[[ Excerpted data open ]]

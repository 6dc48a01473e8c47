use std::fmt;

use serde::Serialize;

/// Calendar month, ordered January through December.
///
/// Serializes as the full English month name, which is also what the
/// presentation layer prints in the `Month` column.
#[derive(Debug, Clone, Copy, PartialEq, Eq, PartialOrd, Ord, Hash, Serialize)]
pub enum Month {
    January,
    February,
    March,
    April,
    May,
    June,
    July,
    August,
    September,
    October,
    November,
    December,
}

impl Month {
    /// All twelve months in calendar order.
    pub const ALL: [Month; 12] = [
        Month::January,
        Month::February,
        Month::March,
        Month::April,
        Month::May,
        Month::June,
        Month::July,
        Month::August,
        Month::September,
        Month::October,
        Month::November,
        Month::December,
    ];

    /// 1-based month number (January = 1)
    pub fn number(self) -> u32 {
        self as u32 + 1
    }

    /// Full English month name
    pub fn name(self) -> &'static str {
        match self {
            Month::January => "January",
            Month::February => "February",
            Month::March => "March",
            Month::April => "April",
            Month::May => "May",
            Month::June => "June",
            Month::July => "July",
            Month::August => "August",
            Month::September => "September",
            Month::October => "October",
            Month::November => "November",
            Month::December => "December",
        }
    }
}

impl fmt::Display for Month {
    fn fmt(&self, f: &mut fmt::Formatter<'_>) -> fmt::Result {
        f.write_str(self.name())
    }
}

[[ Excerpted data closed ]]

#### Task objective
Go through the records, tally the lines holding the word "name", and give only the tally.

#### Reply to the exercise
4